THE PROBLEM
If a line in the following entries holds the string "Programming", include it in the tally. State the total and nothing further.

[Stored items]
◆ ◆ ◆ ◆ ◆

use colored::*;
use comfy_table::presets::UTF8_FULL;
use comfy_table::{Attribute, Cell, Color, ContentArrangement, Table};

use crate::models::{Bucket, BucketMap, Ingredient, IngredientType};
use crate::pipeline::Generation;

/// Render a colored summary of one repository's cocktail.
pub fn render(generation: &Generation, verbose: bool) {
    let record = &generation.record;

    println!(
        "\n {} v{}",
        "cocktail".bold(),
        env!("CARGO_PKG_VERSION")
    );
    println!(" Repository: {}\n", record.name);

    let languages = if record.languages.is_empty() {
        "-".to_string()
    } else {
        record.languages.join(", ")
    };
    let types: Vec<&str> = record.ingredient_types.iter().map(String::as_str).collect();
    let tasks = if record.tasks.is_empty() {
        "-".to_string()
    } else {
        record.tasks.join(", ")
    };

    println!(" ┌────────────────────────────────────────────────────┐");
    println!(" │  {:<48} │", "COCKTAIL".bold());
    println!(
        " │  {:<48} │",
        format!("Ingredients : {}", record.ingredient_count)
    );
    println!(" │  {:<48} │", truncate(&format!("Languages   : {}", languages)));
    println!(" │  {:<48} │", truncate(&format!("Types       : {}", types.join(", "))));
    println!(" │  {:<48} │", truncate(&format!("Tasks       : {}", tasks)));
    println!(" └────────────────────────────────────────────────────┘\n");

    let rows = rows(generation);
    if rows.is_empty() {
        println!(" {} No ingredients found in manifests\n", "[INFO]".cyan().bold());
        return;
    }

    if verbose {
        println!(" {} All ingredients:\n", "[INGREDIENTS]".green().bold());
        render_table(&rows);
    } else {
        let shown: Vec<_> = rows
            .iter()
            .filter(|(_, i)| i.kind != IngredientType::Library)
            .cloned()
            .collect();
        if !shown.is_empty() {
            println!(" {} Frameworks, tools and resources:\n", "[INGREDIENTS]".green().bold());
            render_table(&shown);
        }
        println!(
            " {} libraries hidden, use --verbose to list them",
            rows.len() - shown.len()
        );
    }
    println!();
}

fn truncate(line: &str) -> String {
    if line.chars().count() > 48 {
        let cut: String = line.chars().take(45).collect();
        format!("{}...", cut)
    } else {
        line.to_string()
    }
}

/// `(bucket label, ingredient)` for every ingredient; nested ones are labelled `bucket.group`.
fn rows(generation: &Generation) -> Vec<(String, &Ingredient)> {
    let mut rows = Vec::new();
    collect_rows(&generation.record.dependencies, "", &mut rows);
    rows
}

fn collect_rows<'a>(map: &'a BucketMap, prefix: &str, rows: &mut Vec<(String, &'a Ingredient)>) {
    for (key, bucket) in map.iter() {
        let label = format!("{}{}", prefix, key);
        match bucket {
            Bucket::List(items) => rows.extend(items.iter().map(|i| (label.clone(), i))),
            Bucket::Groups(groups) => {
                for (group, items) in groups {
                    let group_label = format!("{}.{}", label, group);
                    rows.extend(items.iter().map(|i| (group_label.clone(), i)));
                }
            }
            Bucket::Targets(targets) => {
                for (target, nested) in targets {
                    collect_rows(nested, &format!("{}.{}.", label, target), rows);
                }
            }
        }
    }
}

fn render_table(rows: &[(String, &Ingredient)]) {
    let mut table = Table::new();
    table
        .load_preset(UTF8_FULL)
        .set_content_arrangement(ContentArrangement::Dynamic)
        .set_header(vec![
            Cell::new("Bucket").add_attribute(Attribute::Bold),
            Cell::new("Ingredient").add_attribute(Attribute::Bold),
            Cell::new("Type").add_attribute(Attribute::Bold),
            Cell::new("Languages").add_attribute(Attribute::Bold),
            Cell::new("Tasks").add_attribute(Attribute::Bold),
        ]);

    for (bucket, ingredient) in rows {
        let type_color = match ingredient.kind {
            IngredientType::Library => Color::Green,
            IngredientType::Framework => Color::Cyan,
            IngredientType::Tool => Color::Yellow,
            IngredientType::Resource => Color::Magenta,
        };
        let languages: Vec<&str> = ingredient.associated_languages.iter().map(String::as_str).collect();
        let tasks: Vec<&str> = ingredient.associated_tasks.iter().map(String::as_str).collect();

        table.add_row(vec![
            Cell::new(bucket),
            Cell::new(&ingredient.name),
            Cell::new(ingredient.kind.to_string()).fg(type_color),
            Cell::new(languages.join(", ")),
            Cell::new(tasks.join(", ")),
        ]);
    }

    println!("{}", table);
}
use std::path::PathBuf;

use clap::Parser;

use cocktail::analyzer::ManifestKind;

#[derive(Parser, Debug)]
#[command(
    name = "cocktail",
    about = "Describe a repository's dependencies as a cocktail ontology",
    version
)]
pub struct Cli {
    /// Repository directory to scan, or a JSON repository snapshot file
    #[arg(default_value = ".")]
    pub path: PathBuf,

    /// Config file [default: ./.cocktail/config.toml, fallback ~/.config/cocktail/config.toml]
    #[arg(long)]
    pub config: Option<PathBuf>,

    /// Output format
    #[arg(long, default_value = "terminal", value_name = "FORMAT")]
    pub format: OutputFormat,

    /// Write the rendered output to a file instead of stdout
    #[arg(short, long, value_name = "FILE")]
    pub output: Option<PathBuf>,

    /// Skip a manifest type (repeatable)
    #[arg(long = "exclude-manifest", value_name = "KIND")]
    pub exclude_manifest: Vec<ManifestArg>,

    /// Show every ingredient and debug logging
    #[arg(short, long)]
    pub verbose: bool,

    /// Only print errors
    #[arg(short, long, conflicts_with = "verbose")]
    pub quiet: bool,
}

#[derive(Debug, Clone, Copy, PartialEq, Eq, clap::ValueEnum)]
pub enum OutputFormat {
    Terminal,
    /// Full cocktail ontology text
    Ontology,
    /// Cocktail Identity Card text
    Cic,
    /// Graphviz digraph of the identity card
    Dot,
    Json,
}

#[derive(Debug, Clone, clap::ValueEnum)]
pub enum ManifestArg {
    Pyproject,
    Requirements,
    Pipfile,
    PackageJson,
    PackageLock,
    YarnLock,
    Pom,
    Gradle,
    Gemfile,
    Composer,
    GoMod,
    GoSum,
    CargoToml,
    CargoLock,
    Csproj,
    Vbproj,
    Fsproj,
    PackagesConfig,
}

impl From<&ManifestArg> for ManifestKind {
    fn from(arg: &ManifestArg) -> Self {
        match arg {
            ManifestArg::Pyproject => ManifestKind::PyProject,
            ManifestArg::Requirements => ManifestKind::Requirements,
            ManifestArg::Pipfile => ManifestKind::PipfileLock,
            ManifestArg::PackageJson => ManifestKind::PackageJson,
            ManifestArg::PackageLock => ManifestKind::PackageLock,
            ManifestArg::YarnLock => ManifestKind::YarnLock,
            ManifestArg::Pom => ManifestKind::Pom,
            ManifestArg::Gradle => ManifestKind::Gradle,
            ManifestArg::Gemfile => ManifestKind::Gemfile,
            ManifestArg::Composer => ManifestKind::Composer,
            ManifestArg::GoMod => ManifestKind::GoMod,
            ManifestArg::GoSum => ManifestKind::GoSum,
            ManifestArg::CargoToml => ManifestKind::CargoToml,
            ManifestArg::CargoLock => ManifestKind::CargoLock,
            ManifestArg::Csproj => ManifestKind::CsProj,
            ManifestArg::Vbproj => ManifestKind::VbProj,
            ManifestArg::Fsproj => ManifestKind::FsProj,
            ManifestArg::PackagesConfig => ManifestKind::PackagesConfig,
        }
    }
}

◆ ◆ ◆ ◆ ◆

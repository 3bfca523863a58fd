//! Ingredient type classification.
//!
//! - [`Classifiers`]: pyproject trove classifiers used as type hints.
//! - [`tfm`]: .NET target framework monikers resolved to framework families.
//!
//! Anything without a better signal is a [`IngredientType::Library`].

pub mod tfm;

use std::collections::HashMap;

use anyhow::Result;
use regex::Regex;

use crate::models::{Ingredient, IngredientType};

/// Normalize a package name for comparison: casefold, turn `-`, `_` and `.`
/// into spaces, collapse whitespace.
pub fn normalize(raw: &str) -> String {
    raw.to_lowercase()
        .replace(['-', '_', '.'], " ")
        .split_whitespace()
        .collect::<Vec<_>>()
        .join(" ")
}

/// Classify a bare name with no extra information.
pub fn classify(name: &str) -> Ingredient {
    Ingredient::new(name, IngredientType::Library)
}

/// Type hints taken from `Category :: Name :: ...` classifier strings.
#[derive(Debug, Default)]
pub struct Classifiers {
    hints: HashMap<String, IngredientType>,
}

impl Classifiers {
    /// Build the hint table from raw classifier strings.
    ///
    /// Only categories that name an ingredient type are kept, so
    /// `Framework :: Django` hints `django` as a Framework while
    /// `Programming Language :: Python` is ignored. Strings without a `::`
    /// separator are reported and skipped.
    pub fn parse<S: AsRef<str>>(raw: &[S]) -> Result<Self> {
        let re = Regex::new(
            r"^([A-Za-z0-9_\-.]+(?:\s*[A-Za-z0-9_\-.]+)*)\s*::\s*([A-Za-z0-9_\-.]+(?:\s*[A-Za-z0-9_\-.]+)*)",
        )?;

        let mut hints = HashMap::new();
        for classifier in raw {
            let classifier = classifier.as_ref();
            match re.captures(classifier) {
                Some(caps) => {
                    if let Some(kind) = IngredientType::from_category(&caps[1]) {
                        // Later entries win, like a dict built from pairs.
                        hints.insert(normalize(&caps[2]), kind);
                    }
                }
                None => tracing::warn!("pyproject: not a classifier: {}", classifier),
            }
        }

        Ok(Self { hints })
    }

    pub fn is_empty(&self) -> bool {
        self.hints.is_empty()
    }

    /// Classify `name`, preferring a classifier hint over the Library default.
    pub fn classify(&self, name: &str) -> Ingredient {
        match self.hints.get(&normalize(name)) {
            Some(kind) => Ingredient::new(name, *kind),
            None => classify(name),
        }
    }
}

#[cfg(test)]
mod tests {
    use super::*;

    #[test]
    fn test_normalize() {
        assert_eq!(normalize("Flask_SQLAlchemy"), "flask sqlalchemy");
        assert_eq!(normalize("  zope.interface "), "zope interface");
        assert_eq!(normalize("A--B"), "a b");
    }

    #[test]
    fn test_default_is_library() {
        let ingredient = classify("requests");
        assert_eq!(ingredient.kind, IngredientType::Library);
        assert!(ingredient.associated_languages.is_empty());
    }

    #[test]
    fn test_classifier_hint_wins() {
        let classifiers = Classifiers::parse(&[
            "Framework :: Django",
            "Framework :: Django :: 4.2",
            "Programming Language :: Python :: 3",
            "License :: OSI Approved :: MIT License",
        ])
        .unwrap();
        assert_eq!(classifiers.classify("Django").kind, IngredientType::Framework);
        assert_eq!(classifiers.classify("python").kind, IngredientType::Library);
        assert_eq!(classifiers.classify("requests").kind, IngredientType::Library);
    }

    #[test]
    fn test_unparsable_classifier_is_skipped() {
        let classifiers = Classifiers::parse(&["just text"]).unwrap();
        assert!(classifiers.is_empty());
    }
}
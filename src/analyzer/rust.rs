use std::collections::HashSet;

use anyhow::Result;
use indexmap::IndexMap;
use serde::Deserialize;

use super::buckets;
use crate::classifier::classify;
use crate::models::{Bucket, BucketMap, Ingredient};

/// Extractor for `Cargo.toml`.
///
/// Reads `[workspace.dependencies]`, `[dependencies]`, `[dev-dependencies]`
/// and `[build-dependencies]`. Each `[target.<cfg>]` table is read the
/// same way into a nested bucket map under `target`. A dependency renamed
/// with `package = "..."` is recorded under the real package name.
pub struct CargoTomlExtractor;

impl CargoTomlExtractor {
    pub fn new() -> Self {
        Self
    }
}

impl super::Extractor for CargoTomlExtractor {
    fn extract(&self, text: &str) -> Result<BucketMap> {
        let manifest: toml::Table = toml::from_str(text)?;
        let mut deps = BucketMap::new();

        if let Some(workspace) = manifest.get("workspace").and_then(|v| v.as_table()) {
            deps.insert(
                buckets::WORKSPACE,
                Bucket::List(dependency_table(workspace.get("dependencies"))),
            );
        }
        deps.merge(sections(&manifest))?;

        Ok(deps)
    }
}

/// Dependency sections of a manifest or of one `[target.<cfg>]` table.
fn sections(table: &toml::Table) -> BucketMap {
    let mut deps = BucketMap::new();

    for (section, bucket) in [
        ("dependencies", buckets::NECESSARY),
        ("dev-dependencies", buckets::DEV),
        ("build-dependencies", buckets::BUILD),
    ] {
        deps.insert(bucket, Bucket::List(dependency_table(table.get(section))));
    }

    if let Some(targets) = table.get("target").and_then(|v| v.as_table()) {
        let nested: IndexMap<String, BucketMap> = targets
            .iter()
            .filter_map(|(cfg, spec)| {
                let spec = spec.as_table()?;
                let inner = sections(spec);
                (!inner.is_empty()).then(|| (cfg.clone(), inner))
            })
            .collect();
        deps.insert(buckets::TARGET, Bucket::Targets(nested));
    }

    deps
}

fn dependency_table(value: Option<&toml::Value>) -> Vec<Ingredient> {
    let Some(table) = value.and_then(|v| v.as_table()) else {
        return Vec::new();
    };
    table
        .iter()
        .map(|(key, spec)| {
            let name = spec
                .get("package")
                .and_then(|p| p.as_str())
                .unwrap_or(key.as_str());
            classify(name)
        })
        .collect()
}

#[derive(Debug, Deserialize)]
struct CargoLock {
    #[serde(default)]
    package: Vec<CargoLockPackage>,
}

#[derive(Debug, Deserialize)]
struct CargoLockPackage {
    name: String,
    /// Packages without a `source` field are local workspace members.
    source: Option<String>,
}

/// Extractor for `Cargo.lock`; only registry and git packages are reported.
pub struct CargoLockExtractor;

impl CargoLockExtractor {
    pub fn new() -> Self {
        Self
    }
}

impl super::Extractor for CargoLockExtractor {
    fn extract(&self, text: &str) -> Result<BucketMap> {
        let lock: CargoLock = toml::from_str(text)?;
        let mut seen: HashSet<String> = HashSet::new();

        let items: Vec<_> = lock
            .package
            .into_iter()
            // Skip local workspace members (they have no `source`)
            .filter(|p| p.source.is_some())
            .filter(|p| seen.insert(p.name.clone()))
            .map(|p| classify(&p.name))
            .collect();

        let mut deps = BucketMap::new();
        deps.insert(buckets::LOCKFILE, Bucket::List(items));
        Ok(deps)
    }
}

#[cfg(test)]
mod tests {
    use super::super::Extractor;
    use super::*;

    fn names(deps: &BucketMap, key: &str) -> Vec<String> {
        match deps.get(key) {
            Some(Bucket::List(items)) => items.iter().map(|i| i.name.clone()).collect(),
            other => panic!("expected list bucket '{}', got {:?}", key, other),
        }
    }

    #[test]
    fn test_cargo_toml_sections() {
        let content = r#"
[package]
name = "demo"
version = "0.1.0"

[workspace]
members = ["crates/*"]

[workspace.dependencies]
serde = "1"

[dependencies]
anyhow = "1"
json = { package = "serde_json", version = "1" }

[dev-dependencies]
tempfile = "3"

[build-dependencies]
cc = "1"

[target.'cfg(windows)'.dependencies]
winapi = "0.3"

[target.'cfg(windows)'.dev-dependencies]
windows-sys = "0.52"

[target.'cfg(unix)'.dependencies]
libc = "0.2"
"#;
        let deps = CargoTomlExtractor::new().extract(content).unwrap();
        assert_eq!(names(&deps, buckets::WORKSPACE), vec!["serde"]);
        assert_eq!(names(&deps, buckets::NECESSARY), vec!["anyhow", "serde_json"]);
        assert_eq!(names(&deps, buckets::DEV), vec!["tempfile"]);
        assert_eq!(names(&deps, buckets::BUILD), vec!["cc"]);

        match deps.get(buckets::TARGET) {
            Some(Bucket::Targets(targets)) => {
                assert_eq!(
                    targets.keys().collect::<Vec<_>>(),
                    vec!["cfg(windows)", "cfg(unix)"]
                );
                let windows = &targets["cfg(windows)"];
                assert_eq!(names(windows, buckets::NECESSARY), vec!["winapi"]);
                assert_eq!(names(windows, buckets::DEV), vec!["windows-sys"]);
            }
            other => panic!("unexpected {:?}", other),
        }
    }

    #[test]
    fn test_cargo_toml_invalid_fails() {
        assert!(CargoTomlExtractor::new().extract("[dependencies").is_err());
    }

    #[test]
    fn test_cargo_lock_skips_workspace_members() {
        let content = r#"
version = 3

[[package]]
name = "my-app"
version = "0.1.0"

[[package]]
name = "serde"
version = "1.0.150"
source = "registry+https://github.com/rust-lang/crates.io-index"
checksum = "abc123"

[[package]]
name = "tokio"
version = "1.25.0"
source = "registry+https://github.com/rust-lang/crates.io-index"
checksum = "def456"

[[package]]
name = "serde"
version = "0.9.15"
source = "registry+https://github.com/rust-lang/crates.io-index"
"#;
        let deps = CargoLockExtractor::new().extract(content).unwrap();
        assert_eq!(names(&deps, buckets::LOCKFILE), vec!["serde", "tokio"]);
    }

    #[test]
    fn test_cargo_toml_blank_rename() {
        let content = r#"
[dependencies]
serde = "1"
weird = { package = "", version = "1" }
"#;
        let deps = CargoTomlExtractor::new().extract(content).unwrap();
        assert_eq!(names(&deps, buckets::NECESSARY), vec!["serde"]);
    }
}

◆ ◆ ◆ ◆ ◆

SOLUTION TO THIS EXERCISE
2